Quem eram os seus ídolos?
Tive vários. O Venâncio, o central, pela atitude dele, pela perseverança, passou por muitas lesões e operações ao joelho e nunca desistia, era uma pessoa resiliente, era impressionante. Gostava muito dele por isso. Quando era mais novo tinha o Salif Keita, um maliano que jogava no Sporting. Ele morava perto da mercearia do meu pai e ia lá fazer compras. Nunca mais me esqueço que ele tinha um Mustang, um carro que não era muito visto em Portugal.
Lá em casa torcia-se pelo Sporting?
Sim. Mas tive vários ídolos. Mais tarde, por exemplo, gostava muito do Carlos Manuel no Benfica. Lembro-me do Jordão, do Oliveira, do Chalana, do Humberto Coelho pela sua liderança e pela sua maneira de jogar como central. Eu só fui central quando passei para os seniores.

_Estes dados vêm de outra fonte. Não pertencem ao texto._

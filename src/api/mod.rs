//! API Module
//!
//! HTTP handlers and routing for the shop REST API.
//!
//! # Endpoints
//! - `GET /shop/:id` - Read a shop through the cache
//! - `PUT /shop` - Update a shop and invalidate its cache entry
//! - `POST /shop/:id/warm` - Preload a shop into the cache
//! - `GET /stats` - Engine counters
//! - `GET /health` - Health check endpoint

pub mod handlers;
pub mod routes;

pub use handlers::*;
pub use routes::create_router;
//! API Handlers
//!
//! HTTP request handlers for each shop endpoint.

use std::sync::Arc;
use std::time::Duration;

use axum::{
    extract::{Path, Query, State},
    Json,
};

use crate::error::{AppError, Result};
use crate::models::{ApiResult, HealthResponse, Shop, ShopUpdate, StatsResponse, WarmParams};
use crate::service::ShopService;

/// Application state shared across all handlers.
#[derive(Clone)]
pub struct AppState {
    /// Cache-consistency engine
    pub service: Arc<ShopService>,
}

impl AppState {
    /// Creates a new AppState around an already built service.
    pub fn new(service: ShopService) -> Self {
        Self::from_shared(Arc::new(service))
    }

    /// Creates a new AppState sharing a service with other owners (e.g. `main`).
    pub fn from_shared(service: Arc<ShopService>) -> Self {
        Self { service }
    }
}

/// Handler for GET /shop/:id
///
/// Reads a shop through the configured read strategy.
pub async fn get_shop_handler(
    State(state): State<AppState>,
    Path(id): Path<u64>,
) -> Result<Json<ApiResult<Shop>>> {
    let shop = state.service.query_by_id(id).await?;
    Ok(Json(ApiResult::ok(shop)))
}

/// Handler for PUT /shop
///
/// Writes to the primary store, then invalidates the cached copy.
pub async fn update_shop_handler(
    State(state): State<AppState>,
    Json(update): Json<ShopUpdate>,
) -> Result<Json<ApiResult<()>>> {
    state.service.update(update).await?;
    Ok(Json(ApiResult::ok_empty()))
}

/// Handler for POST /shop/:id/warm
///
/// Preloads one shop in the entry form the active strategy reads.
pub async fn warm_shop_handler(
    State(state): State<AppState>,
    Path(id): Path<u64>,
    Query(params): Query<WarmParams>,
) -> Result<Json<ApiResult<()>>> {
    let ttl = params.expire_seconds.map(Duration::from_secs);
    if !state.service.warm(id, ttl).await? {
        return Err(AppError::NotFound(id));
    }
    Ok(Json(ApiResult::ok_empty()))
}

/// Handler for GET /stats
pub async fn stats_handler(State(state): State<AppState>) -> Json<StatsResponse> {
    let service = &state.service;
    Json(StatsResponse::new(
        service.strategy(),
        service.backend_name(),
        service.stats(),
    ))
}

/// Handler for GET /health
pub async fn health_handler() -> Json<HealthResponse> {
    Json(HealthResponse::healthy())
}
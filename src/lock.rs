//! Distributed Lock
//!
//! Per-shop mutual exclusion built on the cache's `set_if_absent`. The lock
//! key carries a short TTL so a holder that dies never blocks rebuilds for
//! longer than that TTL. Each acquisition stores a fresh UUID and release is
//! compare-and-delete, so a holder whose lock already expired cannot remove
//! the lock of whoever acquired it next.

use std::sync::Arc;
use std::time::Duration;

use tracing::{debug, warn};
use uuid::Uuid;

use crate::cache::KvCache;
use crate::error::Result;
use crate::keys;

/// Rebuild lock over a shared [`KvCache`].
#[derive(Clone)]
pub struct DistributedLock {
    cache: Arc<dyn KvCache>,
    ttl: Duration,
}

impl std::fmt::Debug for DistributedLock {
    fn fmt(&self, f: &mut std::fmt::Formatter<'_>) -> std::fmt::Result {
        f.debug_struct("DistributedLock")
            .field("backend", &self.cache.backend_name())
            .field("ttl", &self.ttl)
            .finish()
    }
}

impl DistributedLock {
    pub fn new(cache: Arc<dyn KvCache>, ttl: Duration) -> Self {
        Self { cache, ttl }
    }

    /// Attempts to become the holder of `lock:shop:<id>`.
    ///
    /// Returns `Ok(None)` when someone else holds it; that is contention, not an error.
    pub async fn try_acquire(&self, id: u64) -> Result<Option<LockGuard>> {
        let key = keys::lock_key(id);
        let value = Uuid::new_v4().to_string();

        if !self.cache.set_if_absent(&key, &value, self.ttl).await? {
            return Ok(None);
        }

        debug!(shop_id = id, "rebuild lock acquired");
        Ok(Some(LockGuard {
            lock: self.clone(),
            held: Some(Held { id, key, value }),
        }))
    }

    async fn release_held(&self, held: &Held) -> Result<bool> {
        let released = self.cache.delete_if_equals(&held.key, &held.value).await?;
        if released {
            debug!(shop_id = held.id, "rebuild lock released");
        } else {
            warn!(
                shop_id = held.id,
                "rebuild lock expired before release; it may belong to another holder now"
            );
        }
        Ok(released)
    }
}

#[derive(Debug)]
struct Held {
    id: u64,
    key: String,
    value: String,
}

/// Proof of holding the rebuild lock for one shop.
///
/// Release it with [`release`](Self::release). A guard dropped without being
/// released (early return, cancelled request, panicking job) schedules the
/// release on the current Tokio runtime; outside a runtime the lock TTL
/// clears it.
#[derive(Debug)]
pub struct LockGuard {
    lock: DistributedLock,
    held: Option<Held>,
}

impl LockGuard {
    /// Shop the lock guards.
    pub fn id(&self) -> u64 {
        self.held.as_ref().map(|h| h.id).unwrap_or_default()
    }

    /// Cache key holding the lock.
    pub fn key(&self) -> &str {
        self.held.as_ref().map(|h| h.key.as_str()).unwrap_or_default()
    }

    /// Releases the lock if this guard still owns it.
    ///
    /// Returns false when the lock had already expired or changed hands.
    pub async fn release(mut self) -> Result<bool> {
        match self.held.take() {
            Some(held) => self.lock.release_held(&held).await,
            None => Ok(false),
        }
    }

    /// Release for exit paths that must not fail: errors are logged and swallowed.
    pub async fn release_quietly(self) {
        let id = self.id();
        if let Err(e) = self.release().await {
            warn!(shop_id = id, error = %e, "failed to release rebuild lock");
        }
    }
}

impl Drop for LockGuard {
    fn drop(&mut self) {
        let Some(held) = self.held.take() else {
            return;
        };
        let lock = self.lock.clone();
        if let Ok(handle) = tokio::runtime::Handle::try_current() {
            handle.spawn(async move {
                if let Err(e) = lock.release_held(&held).await {
                    warn!(shop_id = held.id, error = %e, "failed to release dropped rebuild lock");
                }
            });
        }
    }
}
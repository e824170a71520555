//! Property-Based Tests for Cache Module
//!
//! Uses proptest to check the key-value store against a plain map model and
//! the entry codec against generated shops.

use std::collections::HashMap;
use std::time::Duration;

use chrono::{DateTime, Utc};
use proptest::prelude::*;

use crate::cache::{CacheStore, KvCache, MemoryCache};
use crate::codec;
use crate::models::Shop;

// == Test Configuration ==
const LONG_TTL: Duration = Duration::from_secs(300);

// == Strategies ==
/// Small key space so operations collide often
fn key_strategy() -> impl Strategy<Value = String> {
    "(cache|lock):shop:[0-9]{1,2}"
}

/// Includes the empty string, which the engine uses as the null marker
fn value_strategy() -> impl Strategy<Value = String> {
    "[a-zA-Z0-9 ]{0,32}"
}

#[derive(Debug, Clone)]
enum CacheOp {
    Set { key: String, value: String },
    SetIfAbsent { key: String, value: String },
    Get { key: String },
    Delete { key: String },
    DeleteIfEquals { key: String, expected: String },
}

fn cache_op_strategy() -> impl Strategy<Value = CacheOp> {
    prop_oneof![
        (key_strategy(), value_strategy()).prop_map(|(key, value)| CacheOp::Set { key, value }),
        (key_strategy(), value_strategy())
            .prop_map(|(key, value)| CacheOp::SetIfAbsent { key, value }),
        key_strategy().prop_map(|key| CacheOp::Get { key }),
        key_strategy().prop_map(|key| CacheOp::Delete { key }),
        (key_strategy(), value_strategy())
            .prop_map(|(key, expected)| CacheOp::DeleteIfEquals { key, expected }),
    ]
}

fn finite_coord() -> impl Strategy<Value = f64> {
    -180.0f64..180.0f64
}

/// Whole-second timestamps between 2000 and 2100
fn timestamp_strategy() -> impl Strategy<Value = DateTime<Utc>> {
    (946_684_800i64..4_102_444_800i64)
        .prop_map(|secs| DateTime::from_timestamp(secs, 0).unwrap_or_default())
}

prop_compose! {
    fn shop_strategy()(
        id in 1u64..1_000_000,
        name in "[\\PC]{1,24}",
        type_id in 1u64..10,
        images in "[a-z/:.,]{0,40}",
        area in proptest::option::of("[a-zA-Z ]{1,12}"),
        address in "[\\PC]{1,40}",
        x in finite_coord(),
        y in finite_coord(),
        avg_price in proptest::option::of(0u64..10_000),
        sold in any::<u32>(),
        comments in any::<u32>(),
        score in 0u32..=50,
        open_hours in proptest::option::of("[0-9:-]{5,11}"),
        update_time in timestamp_strategy(),
    ) -> Shop {
        Shop {
            id,
            name,
            type_id,
            images,
            area,
            address,
            x,
            y,
            avg_price,
            sold,
            comments,
            score,
            open_hours,
            update_time,
        }
    }
}

proptest! {
    #![proptest_config(ProptestConfig::with_cases(100))]

    // For any sequence of operations without expiry, the store behaves like a
    // map where set_if_absent only writes missing keys and delete_if_equals
    // only removes matching values.
    #[test]
    fn prop_store_matches_map_model(ops in prop::collection::vec(cache_op_strategy(), 1..60)) {
        let mut store = CacheStore::new();
        let mut model: HashMap<String, String> = HashMap::new();

        for op in ops {
            match op {
                CacheOp::Set { key, value } => {
                    store.set(&key, &value, Some(LONG_TTL));
                    model.insert(key, value);
                }
                CacheOp::SetIfAbsent { key, value } => {
                    let stored = store.set_if_absent(&key, &value, LONG_TTL);
                    let expected = !model.contains_key(&key);
                    prop_assert_eq!(stored, expected);
                    if expected {
                        model.insert(key, value);
                    }
                }
                CacheOp::Get { key } => {
                    prop_assert_eq!(store.get(&key), model.get(&key).cloned());
                }
                CacheOp::Delete { key } => {
                    prop_assert_eq!(store.delete(&key), model.remove(&key).is_some());
                }
                CacheOp::DeleteIfEquals { key, expected } => {
                    let owned = model.get(&key) == Some(&expected);
                    prop_assert_eq!(store.delete_if_equals(&key, &expected), owned);
                    if owned {
                        model.remove(&key);
                    }
                }
            }
        }

        prop_assert_eq!(store.len(), model.len());
    }

    // The async backend agrees with the store it wraps.
    #[test]
    fn prop_memory_cache_matches_map_model(ops in prop::collection::vec(cache_op_strategy(), 1..40)) {
        let cache = MemoryCache::new();
        let mut model: HashMap<String, String> = HashMap::new();

        for op in ops {
            match op {
                CacheOp::Set { key, value } => {
                    tokio_test::block_on(cache.set(&key, &value, None)).unwrap();
                    model.insert(key, value);
                }
                CacheOp::SetIfAbsent { key, value } => {
                    let stored = tokio_test::block_on(cache.set_if_absent(&key, &value, LONG_TTL)).unwrap();
                    prop_assert_eq!(stored, !model.contains_key(&key));
                    model.entry(key).or_insert(value);
                }
                CacheOp::Get { key } => {
                    let got = tokio_test::block_on(cache.get(&key)).unwrap();
                    prop_assert_eq!(got, model.get(&key).cloned());
                }
                CacheOp::Delete { key } => {
                    let existed = tokio_test::block_on(cache.delete(&key)).unwrap();
                    prop_assert_eq!(existed, model.remove(&key).is_some());
                }
                CacheOp::DeleteIfEquals { key, expected } => {
                    let owned = model.get(&key) == Some(&expected);
                    let removed = tokio_test::block_on(cache.delete_if_equals(&key, &expected)).unwrap();
                    prop_assert_eq!(removed, owned);
                    if owned {
                        model.remove(&key);
                    }
                }
            }
        }
    }

    // A second set_if_absent on the same key never succeeds while the first value lives.
    #[test]
    fn prop_set_if_absent_single_winner(
        key in key_strategy(),
        first in value_strategy(),
        second in value_strategy(),
    ) {
        let mut store = CacheStore::new();

        prop_assert!(store.set_if_absent(&key, &first, LONG_TTL));
        prop_assert!(!store.set_if_absent(&key, &second, LONG_TTL));
        prop_assert_eq!(store.get(&key), Some(first));
    }

    // Plain entries decode to the shop that was encoded.
    #[test]
    fn prop_plain_codec_round_trip(shop in shop_strategy()) {
        let raw = codec::encode(&shop).unwrap();
        prop_assert_eq!(codec::decode(&raw).unwrap(), shop);
    }

    // Wrapped entries keep both the shop and the logical expiry.
    #[test]
    fn prop_wrapped_codec_round_trip(shop in shop_strategy(), expire_time in timestamp_strategy()) {
        let raw = codec::encode_wrapped_at(&shop, expire_time).unwrap();
        let entry = codec::decode_wrapped(&raw).unwrap();

        prop_assert_eq!(entry.expire_time, expire_time);
        prop_assert_eq!(entry.data, shop);
    }

    // Whitespace-only payloads are never mistaken for a shop.
    #[test]
    fn prop_blank_payload_never_decodes(blank in "[ \t\n]{0,8}") {
        prop_assert!(codec::decode(&blank).is_err());
        prop_assert!(codec::decode_wrapped(&blank).is_err());
    }
}
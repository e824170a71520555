//! Pass-through reads with null caching.
//!
//! A miss falls through to the primary store. Absent shops are remembered as
//! a short-lived null marker so repeated lookups for them stop at the cache.

use tracing::{debug, warn};

use super::{Lookup, ShopService};
use crate::codec;
use crate::error::Result;
use crate::keys::{self, NULL_MARKER};
use crate::models::Shop;

impl ShopService {
    /// Cache, then store; caches whatever the store answered.
    pub async fn query_with_pass_through(&self, id: u64) -> Result<Option<Shop>> {
        let key = keys::shop_key(id);

        match self.lookup(id, &key).await? {
            Lookup::Hit(shop) => Ok(Some(shop)),
            Lookup::Null => Ok(None),
            Lookup::Miss => self.load_and_populate(id, &key).await,
        }
    }

    /// Reads and classifies a plain entry, counting the outcome.
    pub(super) async fn lookup(&self, id: u64, key: &str) -> Result<Lookup> {
        let found = self.peek(id, key).await?;
        match &found {
            Lookup::Hit(_) => {
                self.stats.record_hit();
                debug!(shop_id = id, "cache hit");
            }
            Lookup::Null => {
                self.stats.record_null_hit();
                debug!(shop_id = id, "null marker hit");
            }
            Lookup::Miss => {
                self.stats.record_miss();
                debug!(shop_id = id, "cache miss");
            }
        }
        Ok(found)
    }

    /// Reads and classifies a plain entry without touching hit/miss counters.
    ///
    /// A payload that does not decode is a miss, so the caller rebuilds over it.
    pub(super) async fn peek(&self, id: u64, key: &str) -> Result<Lookup> {
        let Some(raw) = self.cache.get(key).await? else {
            return Ok(Lookup::Miss);
        };
        if raw.trim() == NULL_MARKER {
            return Ok(Lookup::Null);
        }

        match codec::decode(&raw) {
            Ok(shop) => Ok(Lookup::Hit(shop)),
            Err(e) => {
                self.stats.record_decode_error();
                warn!(shop_id = id, error = %e, "discarding undecodable cache entry");
                Ok(Lookup::Miss)
            }
        }
    }

    /// Queries the store and caches the answer: the shop for `cache_ttl`, or
    /// a null marker for `null_ttl`.
    ///
    /// Cache write failures are logged; the store's answer is still returned.
    pub(super) async fn load_and_populate(&self, id: u64, key: &str) -> Result<Option<Shop>> {
        self.stats.record_store_query();

        match self.repo.get_by_id(id).await? {
            Some(shop) => {
                let raw = codec::encode(&shop)?;
                if let Err(e) = self.cache.set(key, &raw, Some(self.settings.cache_ttl)).await {
                    warn!(shop_id = id, error = %e, "failed to cache shop");
                }
                Ok(Some(shop))
            }
            None => {
                if let Err(e) = self
                    .cache
                    .set(key, NULL_MARKER, Some(self.settings.null_ttl))
                    .await
                {
                    warn!(shop_id = id, error = %e, "failed to cache null marker");
                }
                debug!(shop_id = id, "shop absent, null marker cached");
                Ok(None)
            }
        }
    }
}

Até lá jogava em que posição?
Sempre fui médio centro, extremo direito, só que eu sou apelidado de Paulinho, porque era o mais pequenino das equipas. Fui para o Estoril Praia, era pequeno, era rápido, muito bom tecnicamente, então jogava a médio centro, médio direito. Só que dos juvenis para os juniores, antigamente só havia um ano de júnior, e não havia equipas “B’s”, nem sub-23, era muito mais difícil conseguir impor-nos na passagem para sénior. E de juvenis para juniores, no verão cresci muito, mas perdi velocidade e os treinadores continuavam-me a meter-me a médio direito. Como a velocidade tinha-se perdido, comecei a recuar no terreno e acabei nos juniores como 6, como trinco. Nos seniores é que passei para central.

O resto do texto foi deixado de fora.